WTI daily chart with 1:2 risk-reward ratio:

WTI daily chart with 1:2 risk-reward ratio

Chart prepared by Warren Venketas, IG

This sample trade would illustrate a positive risk to reward ratio. We researched millions of live trades in a variety of markets and discovered a positive risk to reward ratio was a key element to consistent trading. Additionally, at DailyFX, we recommend risking less than 5% of capital on all open trades.



Advanced traders can incorporate additional information when setting up trades. Traders sometimes look at the futures curve to forecast future demand, CFTC speculative positioning to understand the current market dynamic and can use options to take advantage of forecasted high volatility moves or to hedge current positions.

Futures Curve: The shape of the futures curve is important for commodity hedges and speculators. As such, when investors analyze the curve, they look for two things, whether the market is in contango or backwardation:

  1. Contango: This is a situation in which the futures price of a commodity is above the expected spot price, as investors are willing to pay more for a commodity at some point in the future than the actual expected price. This typically signals a bearish structure.
  2. Backwardation: This is a situation when the spot price is above the forward price for a commodity. This typically signals a bullish structure.


CFTC/Speculative Positioning:

The Commodity Future Trading Commission Report (CFTC) is important when trading crude oil futures. It provides traders with information related to market dynamics and therefore s can be a good way to gain a sense of where oil prices are heading. Movements in the CFTC managed money net positions typically precede the move in oil prices.

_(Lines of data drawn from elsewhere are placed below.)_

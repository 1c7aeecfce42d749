//! `docvault add` — store a new secret.

use crate::cli::output;
use crate::cli::{unlock_vault, value_or_prompt, Cli};
use crate::errors::Result;

/// Execute the `add` command.
pub fn execute(
    cli: &Cli,
    name: &str,
    value: Option<&str>,
    username: Option<&str>,
    description: Option<&str>,
) -> Result<()> {
    let value = value_or_prompt(value)?;
    let (mut vault, _settings) = unlock_vault(cli)?;

    vault.add_secret(name, &value, username, description)?;

    let total = vault.list_secrets()?.len();
    output::success(&format!("Added secret '{name}' ({total} total)"));

    Ok(())
}
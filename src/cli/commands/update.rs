//! `docvault update` — replace the value of an existing secret.

use crate::cli::output;
use crate::cli::{unlock_vault, value_or_prompt, Cli};
use crate::errors::Result;

/// Execute the `update` command.
///
/// Username and description are left alone unless given; an empty string
/// clears them.
pub fn execute(
    cli: &Cli,
    name: &str,
    value: Option<&str>,
    username: Option<&str>,
    description: Option<&str>,
) -> Result<()> {
    let value = value_or_prompt(value)?;
    let (mut vault, _settings) = unlock_vault(cli)?;

    vault.update_secret(name, &value, username, description)?;

    output::success(&format!("Updated secret '{name}'"));

    Ok(())
}
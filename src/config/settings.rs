use std::path::{Path, PathBuf};
use std::time::Duration;

use serde::{Deserialize, Serialize};

use crate::crypto::kdf::{KdfParams, DEFAULT_ITERATIONS, MAX_ITERATIONS};
use crate::errors::{Result, VaultError};

/// Project-level configuration, loaded from `.docvault.toml`.
///
/// Every field has a sensible default so DocVault works out-of-the-box
/// without any config file at all.
#[derive(Debug, Clone, Serialize, Deserialize)]
pub struct Settings {
    /// Minutes of inactivity before an unlocked vault locks itself
    /// (0 disables auto-lock).
    #[serde(default = "default_auto_lock_minutes")]
    pub auto_lock_minutes: u64,

    /// Seconds a revealed secret stays on screen (0 keeps it).
    #[serde(default = "default_auto_hide_seconds")]
    pub auto_hide_seconds: u64,

    /// PBKDF2 iteration count used for new keys.
    #[serde(default = "default_kdf_iterations")]
    pub kdf_iterations: u32,

    /// Vault document path, relative to the project root.
    #[serde(default = "default_document")]
    pub document: String,
}

// ── Serde default helpers ────────────────────────────────────────────

fn default_auto_lock_minutes() -> u64 {
    10
}

fn default_auto_hide_seconds() -> u64 {
    8
}

fn default_kdf_iterations() -> u32 {
    DEFAULT_ITERATIONS
}

fn default_document() -> String {
    ".docvault/vault.json".to_string()
}

// ── Implementation ───────────────────────────────────────────────────

impl Default for Settings {
    fn default() -> Self {
        Self {
            auto_lock_minutes: default_auto_lock_minutes(),
            auto_hide_seconds: default_auto_hide_seconds(),
            kdf_iterations: default_kdf_iterations(),
            document: default_document(),
        }
    }
}

impl Settings {
    /// Name of the config file we look for in the project root.
    pub const FILE_NAME: &'static str = ".docvault.toml";

    /// Load settings from `<project_dir>/.docvault.toml`.
    ///
    /// If the file does not exist, sensible defaults are returned.
    /// If the file exists but cannot be parsed, or asks for a KDF
    /// iteration count outside the accepted range, an error is returned.
    pub fn load(project_dir: &Path) -> Result<Self> {
        let config_path = project_dir.join(Self::FILE_NAME);

        if !config_path.exists() {
            return Ok(Self::default());
        }

        let contents = std::fs::read_to_string(&config_path)?;

        let settings: Settings = toml::from_str(&contents).map_err(|e| {
            VaultError::ConfigError(format!("Failed to parse {}: {e}", config_path.display()))
        })?;

        if !(DEFAULT_ITERATIONS..=MAX_ITERATIONS).contains(&settings.kdf_iterations) {
            return Err(VaultError::ConfigError(format!(
                "kdf_iterations must be between {DEFAULT_ITERATIONS} and {MAX_ITERATIONS} (got {})",
                settings.kdf_iterations
            )));
        }

        tracing::debug!(path = %config_path.display(), "loaded settings");
        Ok(settings)
    }

    /// Inactivity timeout, or `None` when auto-lock is disabled.
    pub fn auto_lock(&self) -> Option<Duration> {
        (self.auto_lock_minutes > 0)
            .then(|| Duration::from_secs(self.auto_lock_minutes.saturating_mul(60)))
    }

    /// How long a revealed value stays visible, or `None` to keep it.
    pub fn auto_hide(&self) -> Option<Duration> {
        (self.auto_hide_seconds > 0).then(|| Duration::from_secs(self.auto_hide_seconds))
    }

    /// Key-derivation parameters for new keys.
    pub fn kdf_params(&self) -> KdfParams {
        KdfParams {
            iterations: self.kdf_iterations,
        }
    }

    /// Full path to the vault document.
    ///
    /// Example: `project_dir/.docvault/vault.json`
    pub fn document_path(&self, project_dir: &Path) -> PathBuf {
        project_dir.join(&self.document)
    }
}

// ── Tests ────────────────────────────────────────────────────────────
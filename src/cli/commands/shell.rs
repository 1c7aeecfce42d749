//! `docvault shell` — an interactive session over one vault.
//!
//! Unlike the one-shot commands, the shell keeps a single [`Vault`] alive,
//! so the auto-lock deadline and the failed-attempt lockout apply across
//! commands.  Each line is `<command> [name] [value...]`.

use std::io::{self, BufRead, IsTerminal, Write};

use crate::cli::output;
use crate::cli::{open_vault, prompt_password, Cli};
use crate::errors::{Result, VaultError};
use crate::vault::{FieldStore, Vault, VaultStatus};

const HELP: &str = "\
commands:
  unlock [password]        unlock (prompts when no password is given)
  lock                     drop the keys
  status                   show lock state and attempts left
  list                     list secret names
  get <name>               print a secret's value
  username <name>          print a secret's username
  description <name>       print a secret's description
  add <name> <value...>    add a secret
  update <name> <value...> replace a secret's value
  delete <name>            delete a secret
  help                     this text
  exit                     leave the shell";

/// What the loop should do after a line.
#[derive(Debug, Clone, Copy, PartialEq, Eq)]
pub enum Flow {
    Continue,
    Exit,
}

/// Execute the `shell` command.
pub fn execute(cli: &Cli) -> Result<()> {
    let (mut vault, _settings) = open_vault(cli)?;
    if !vault.is_initialized()? {
        output::tip("Run `docvault init` to create a vault.");
        return Err(VaultError::VaultNotInitialized);
    }

    let interactive = io::stdin().is_terminal();
    if interactive {
        output::info("Vault is locked. Type `unlock` to begin, `help` for commands.");
    }

    let stdin = io::stdin();
    let mut lines = stdin.lock().lines();
    loop {
        if interactive {
            print!("docvault> ");
            io::stdout().flush()?;
        }
        let Some(line) = lines.next() else { break };
        let line = zeroize::Zeroizing::new(line?);

        match handle_line(&mut vault, &line) {
            Ok(Flow::Exit) => break,
            Ok(Flow::Continue) => {}
            Err(e) => output::error(&e.to_string()),
        }
    }

    vault.lock();
    Ok(())
}

/// Run one shell line against `vault`.
pub fn handle_line<S: FieldStore>(vault: &mut Vault<S>, line: &str) -> Result<Flow> {
    if vault.poll_auto_lock() {
        output::warning("Vault locked after inactivity.");
    }

    let line = line.trim();
    let (command, rest) = split_word(line);
    let (name, value) = split_word(rest);

    match command {
        "" => {}
        "exit" | "quit" => return Ok(Flow::Exit),
        "help" => println!("{HELP}"),
        "unlock" => {
            let password = if name.is_empty() {
                prompt_password()?
            } else {
                zeroize::Zeroizing::new(rest.to_string())
            };
            vault.unlock(&password)?;
            output::success("Unlocked.");
        }
        "lock" => {
            vault.lock();
            output::success("Locked.");
        }
        "status" => match vault.status()? {
            VaultStatus::Uninitialized => output::info("No vault."),
            VaultStatus::Unlocked => output::info("Unlocked."),
            VaultStatus::Locked => output::info(&format!(
                "Locked ({} attempt(s) left).",
                vault.remaining_attempts()
            )),
            VaultStatus::LockedOut { remaining_secs } => output::warning(&format!(
                "Locked out for another {remaining_secs} seconds."
            )),
        },
        "list" => output::print_entries_table(&vault.list_entries()?),
        "get" => println!("{}", zeroize::Zeroizing::new(vault.get_secret(require(name)?)?).as_str()),
        "username" => print_optional(vault.get_username(require(name)?)?),
        "description" => print_optional(vault.get_description(require(name)?)?),
        "add" => {
            vault.add_secret(require(name)?, value, None, None)?;
            output::success(&format!("Added secret '{name}'"));
        }
        "update" => {
            vault.update_secret(require(name)?, value, None, None)?;
            output::success(&format!("Updated secret '{name}'"));
        }
        "delete" => {
            vault.delete_secret(require(name)?)?;
            output::success(&format!("Deleted secret '{name}'"));
        }
        other => {
            return Err(VaultError::CommandFailed(format!(
                "unknown command '{other}' (try `help`)"
            )))
        }
    }

    Ok(Flow::Continue)
}

fn print_optional(text: Option<String>) {
    match text {
        Some(text) => println!("{}", zeroize::Zeroizing::new(text).as_str()),
        None => output::info("(not set)"),
    }
}

fn require(name: &str) -> Result<&str> {
    if name.is_empty() {
        Err(VaultError::CommandFailed("missing secret name".into()))
    } else {
        Ok(name)
    }
}

/// Split off the first whitespace-delimited word.
fn split_word(s: &str) -> (&str, &str) {
    match s.split_once(char::is_whitespace) {
        Some((word, rest)) => (word, rest.trim_start()),
        None => (s, ""),
    }
}

#[cfg(test)]
mod tests {
    use super::*;
    use crate::config::Settings;
    use crate::vault::MemoryStore;

    fn vault() -> Vault<MemoryStore> {
        let mut vault = Vault::new(MemoryStore::new(), &Settings::default());
        vault.set_password("correct-horse").unwrap();
        vault.lock();
        vault
    }

    #[test]
    fn split_word_keeps_value_spaces() {
        assert_eq!(split_word("add github tok with spaces"), ("add", "github tok with spaces"));
        assert_eq!(split_word("list"), ("list", ""));
        assert_eq!(split_word(""), ("", ""));
    }

    #[test]
    fn session_flow() {
        let mut vault = vault();

        assert!(matches!(
            handle_line(&mut vault, "get github"),
            Err(VaultError::VaultLocked)
        ));
        assert_eq!(handle_line(&mut vault, "unlock correct-horse").unwrap(), Flow::Continue);
        handle_line(&mut vault, "add github tok abc 123").unwrap();
        assert_eq!(vault.get_secret("github").unwrap(), "tok abc 123");

        handle_line(&mut vault, "delete github").unwrap();
        assert!(vault.list_secrets().unwrap().is_empty());
        assert_eq!(handle_line(&mut vault, "exit").unwrap(), Flow::Exit);
    }

    #[test]
    fn wrong_password_consumes_attempt() {
        let mut vault = vault();
        assert!(matches!(
            handle_line(&mut vault, "unlock not-the-password"),
            Err(VaultError::InvalidPassphrase { remaining_attempts: 4 })
        ));
        assert_eq!(vault.failed_attempts(), 1);
    }

    #[test]
    fn missing_name_and_unknown_command_are_errors() {
        let mut vault = vault();
        assert!(matches!(
            handle_line(&mut vault, "delete"),
            Err(VaultError::CommandFailed(_))
        ));
        assert!(matches!(
            handle_line(&mut vault, "frobnicate"),
            Err(VaultError::CommandFailed(_))
        ));
    }
}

Trading via futures and options

Buying futures and options, a trader must use the appropriate exchange for the oil benchmark he/she wants to trade. Most exchanges have criteria for who is allowed trade on them, so the majority of futures speculation is undertaken by professionals.

Oil Investing

Instead of trading the individual market, a trader can get exposure to oil through shares of oil companies or through energy-based exchange traded funds (ETFs). The price of oil companies and ETFs are heavily influenced by the price of oil.

Major Oil/Energy ETFs:

  • Energy Select Sector SPDR (XLE)
  • Vanguard Energy ETF (VDE)
  • United States Energy Fund (USO)


Weekly updates on the amount of crude oil inventories in the U.S. are very important pieces of data for oil traders – the release of which frequently leads to a bout of volatility. The inventory data is an important barometer for oil demand. For example, if weekly inventories are increasing, this would suggest that demand for oil is dropping, while a drop in inventories suggests that oil demand is outstripping supply.

  1. American Petroleum Institute (API): The API produces a weekly statistical report, which highlights the most important petroleum products that account for more than 80% of total refinery production, while crude oil inventories are also included. This data is typically released on Tuesday at 16:30ET/21:30 London time.
  2. Department of Energy (DoE/EIA): Much like the API report, the DoE report provides information on the supply of oil and the level of inventories of crude oil and refined products. This is announced on Wednesday at 10:30ET/15:30 London time.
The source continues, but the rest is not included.